CS 2500 Honors Lab 4: Recursion

New lab partners, new friends

It is time to switch lab partners! You may not work with a partner with whom you have previously worked this semester. Choose someone you haven't already worked with and relocate so that the two of you are sharing a single workstation.

Switching pilot and co-pilot

In previous labs you were switching pair-programming roles in-between exercises. In this lab and in future labs, you will switch roles at regular intervals throughout the lab. The teaching assistants and tutors will announce that it is time to switch roughly every fifteen minutes.

DR uber alles

Remember to practice using the design recipe for every problem!

Don't Use IE

You will be unable to see the exercise numbers if you use IE.

A Simple Filesystem

As computer users we can create files and directories (sometimes called folders) on our computers to store our data and our programs. It is useful to have operations that allow manipulating these files and directories. Consider the following data definition of a flat FileSystem (FS), i.e., no directories, just files.

;; A File is a Symbol

;; An FS (FileSystem) is one of
;; -- empty
;; -- (cons File FS)
  1. Design a function called total that consumes a FileSystem fs and produces the total number of files in fs.
  1. Design a function that consumes a FileSystem and a File and returns true if the the file is present in the FileSystem and false otherwise.

Adding Directories to our Filesystem

Flat FileSystems quickly become chaotic. We would instead like to have a hierarchical way to structure our files on our machines. So we extend our previous data definition to accommodate for directories as well.

;; A File is a Symbol

;; A Dir is one of
;; -- empty
;; -- (cons File Dir)
;; -- (cons Dir Dir)

;; A Dir is constructed by gradually adding files and directories together:
;;  - (cons f d) creates a directory adding file f to the contents of directory d
;;  - (cons f (cons d empty)) creates a directory containing file f and subdirectory d
;;  - (cons d1 d2) creates a directory adding subdirectory d1 to the contents of directory d2
;;  - (cons d1 (cons d2 empty)) creates a directory containing subdirectories d1 and d2
  1. Construct a Dir that represents the following directory tree:
    - hw3.ss
    - hw1.ss
    + scratch
      - lists-and-recursion.ss
      - structs.ss
      - tetris.ss
    - syllabus.pdf
    + misc
      - olin.png
      - amal.png
      - r6rs.pdf
      - kitteh.png
    - hw2.ss
    
  1. Design a function that consumes a Dir d and produces the total number of files in the whole directory tree of d.
  1. Design a function that consumes a Dir d and a File f and returns true if f exists in d or any of its subdirectories and false otherwise.
  1. Design a function that consumes a Dir d and two Files src and target, and produces a Dir which has the same files as d but with all files named src renamed to target.

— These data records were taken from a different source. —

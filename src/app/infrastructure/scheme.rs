use std::cell::{Cell, RefCell};
use std::rc::Rc;

use crate::app::domain::ResolvedTheme;

pub type SchemeListener = Rc<dyn Fn(ResolvedTheme)>;

#[derive(Debug, Clone, Copy, PartialEq, Eq, Hash)]
pub struct SubscriptionId(pub u64);

/// The OS "prefers dark" signal.
pub trait SystemSchemeSource {
    /// `None` when the environment has no colour-scheme signal at all.
    fn prefers_dark(&self) -> Option<bool>;

    /// Register for change notifications. `None` means live updates are
    /// not available and the listener was dropped.
    fn subscribe(&self, listener: SchemeListener) -> Option<SubscriptionId>;

    fn unsubscribe(&self, id: SubscriptionId);
}

/// Listener bookkeeping shared by the push-based sources.
#[derive(Default)]
pub(crate) struct ListenerSet {
    next_id: Cell<u64>,
    listeners: RefCell<Vec<(SubscriptionId, SchemeListener)>>,
}

impl ListenerSet {
    pub fn add(&self, listener: SchemeListener) -> SubscriptionId {
        let id = SubscriptionId(self.next_id.get());
        self.next_id.set(id.0 + 1);
        self.listeners.borrow_mut().push((id, listener));
        id
    }

    pub fn remove(&self, id: SubscriptionId) {
        self.listeners.borrow_mut().retain(|(existing, _)| *existing != id);
    }

    pub fn len(&self) -> usize {
        self.listeners.borrow().len()
    }

    pub fn notify(&self, scheme: ResolvedTheme) {
        // Snapshot first: a listener may unsubscribe while being called.
        let listeners: Vec<SchemeListener> = self
            .listeners
            .borrow()
            .iter()
            .map(|(_, listener)| listener.clone())
            .collect();
        for listener in listeners {
            listener(scheme);
        }
    }
}

/// A scheme source driven by the host, e.g. a toolkit's appearance
/// callback, or a test.
#[derive(Default)]
pub struct ManualSchemeSource {
    prefers_dark: Cell<Option<bool>>,
    listeners: ListenerSet,
}

impl ManualSchemeSource {
    pub fn new(prefers_dark: bool) -> Self {
        Self {
            prefers_dark: Cell::new(Some(prefers_dark)),
            listeners: ListenerSet::default(),
        }
    }

    /// Record a new OS value and notify every subscriber.
    pub fn set_prefers_dark(&self, prefers_dark: bool) {
        self.prefers_dark.set(Some(prefers_dark));
        self.listeners.notify(ResolvedTheme::from_prefers_dark(prefers_dark));
    }

    pub fn subscriber_count(&self) -> usize {
        self.listeners.len()
    }
}

impl SystemSchemeSource for ManualSchemeSource {
    fn prefers_dark(&self) -> Option<bool> {
        self.prefers_dark.get()
    }

    fn subscribe(&self, listener: SchemeListener) -> Option<SubscriptionId> {
        Some(self.listeners.add(listener))
    }

    fn unsubscribe(&self, id: SubscriptionId) {
        self.listeners.remove(id);
    }
}

/// No colour-scheme signal, e.g. a headless session.
#[derive(Debug, Default, Clone, Copy)]
pub struct DetachedSchemeSource;

impl SystemSchemeSource for DetachedSchemeSource {
    fn prefers_dark(&self) -> Option<bool> {
        None
    }

    fn subscribe(&self, _listener: SchemeListener) -> Option<SubscriptionId> {
        None
    }

    fn unsubscribe(&self, _id: SubscriptionId) {}
}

Adding Attributes to Files and Directories

Directories gave us more structure but the information that we have for each file and directory is minimal. Let's add attributes to files and directories.

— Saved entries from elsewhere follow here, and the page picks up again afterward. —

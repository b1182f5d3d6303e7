//! Directory-backed key-value store: one `<key>.json` file per entry.

use std::path::{Path, PathBuf};

use async_trait::async_trait;
use dungeon_core::{DungeonError, Result};

use super::{AtomicFile, KeyValueStore};

/// Stores each entry as its own file under `base_dir`.
///
/// File access runs on the blocking pool so callers on the async runtime are
/// never stalled by disk I/O.
#[derive(Debug, Clone)]
pub struct FileKeyValueStore {
    base_dir: PathBuf,
}

impl FileKeyValueStore {
    pub fn new(base_dir: impl Into<PathBuf>) -> Self {
        Self {
            base_dir: base_dir.into(),
        }
    }

    pub fn base_dir(&self) -> &Path {
        &self.base_dir
    }

    fn file_for(&self, key: &str) -> Result<AtomicFile> {
        validate_key(key)?;
        Ok(AtomicFile::new(self.base_dir.join(format!("{key}.json"))))
    }
}

/// Keys become file names, so only a conservative character set is allowed.
fn validate_key(key: &str) -> Result<()> {
    let valid = !key.is_empty()
        && !key.starts_with('.')
        && key
            .chars()
            .all(|c| c.is_ascii_alphanumeric() || matches!(c, '_' | '-' | '.'));
    if valid {
        Ok(())
    } else {
        Err(DungeonError::storage(format!("Invalid storage key: '{key}'")))
    }
}

async fn run_blocking<T, F>(f: F) -> Result<T>
where
    T: Send + 'static,
    F: FnOnce() -> Result<T> + Send + 'static,
{
    tokio::task::spawn_blocking(f)
        .await
        .map_err(|e| DungeonError::internal(format!("Failed to join task: {}", e)))?
}

#[async_trait]
impl KeyValueStore for FileKeyValueStore {
    async fn get(&self, key: &str) -> Result<Option<String>> {
        let file = self.file_for(key)?;
        run_blocking(move || file.load()).await
    }

    async fn set(&self, key: &str, value: &str) -> Result<()> {
        let file = self.file_for(key)?;
        let len = value.len();
        let value = value.to_string();
        run_blocking(move || file.save(&value)).await?;
        tracing::debug!("[Storage] Wrote '{}' ({} bytes)", key, len);
        Ok(())
    }

    async fn remove(&self, key: &str) -> Result<bool> {
        let file = self.file_for(key)?;
        run_blocking(move || file.remove()).await
    }
}

#[cfg(test)]
mod tests {
    use super::*;
    use tempfile::TempDir;

    #[tokio::test]
    async fn test_set_get_remove() {
        let temp_dir = TempDir::new().unwrap();
        let store = FileKeyValueStore::new(temp_dir.path().join("storage"));

        assert!(store.get("AI_DUNGEON_APP").await.unwrap().is_none());

        store.set("AI_DUNGEON_APP", "{\"x\":1}").await.unwrap();
        assert_eq!(
            store.get("AI_DUNGEON_APP").await.unwrap().as_deref(),
            Some("{\"x\":1}")
        );
        assert!(temp_dir.path().join("storage/AI_DUNGEON_APP.json").exists());

        assert!(store.remove("AI_DUNGEON_APP").await.unwrap());
        assert!(store.get("AI_DUNGEON_APP").await.unwrap().is_none());
    }

    #[tokio::test]
    async fn test_rejects_path_like_keys() {
        let temp_dir = TempDir::new().unwrap();
        let store = FileKeyValueStore::new(temp_dir.path());

        for key in ["", "../escape", "a/b", ".hidden"] {
            assert!(store.set(key, "v").await.is_err(), "key {key:?} accepted");
        }
    }
}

(define-struct file (name size owner))
;; A File is (make-file Symbol Number Symbol)
;; (make-file s n o) creates a File with name s, size n kilobytes, and owned by o.

For a directory we will split its contents into two pieces: one for a list of files and the other for a list of subdirectories.

;; An LoF (List-of-Files) is one of
;; -- empty
;; -- (cons File LoF)

(define-struct dir (name dirs files))
;; A Dir is a (make-dir Symbol LoD LoF)
;; (make-dir s ds fs) creates a Dir with name s containing ds as its list of
;; directories and fs as its list of files.

;; An LoD (List-of-Dir) is one of
;; -- empty
;; -- (cons Dir LoD)
  1. Design a function that consumes a Dir d and produces the total number of files (just files, not directories) in the directory tree of d.
  1. Design a function that consumes a Dir d and a Symbol s representing an owner and returns a list of files owned by s in the directory tree of d.
  1. Design a function that consumes a Dir d and a Number n representing file size and returns a list of files in the directory tree of d with size greater or equal to n.
  1. Design a function that consumes a Dir d and computes the total size of all files in the whole directory tree. You may assume that directories take up no space.

If you finish early, try tweaking the code to better understand what was given. Enjoy!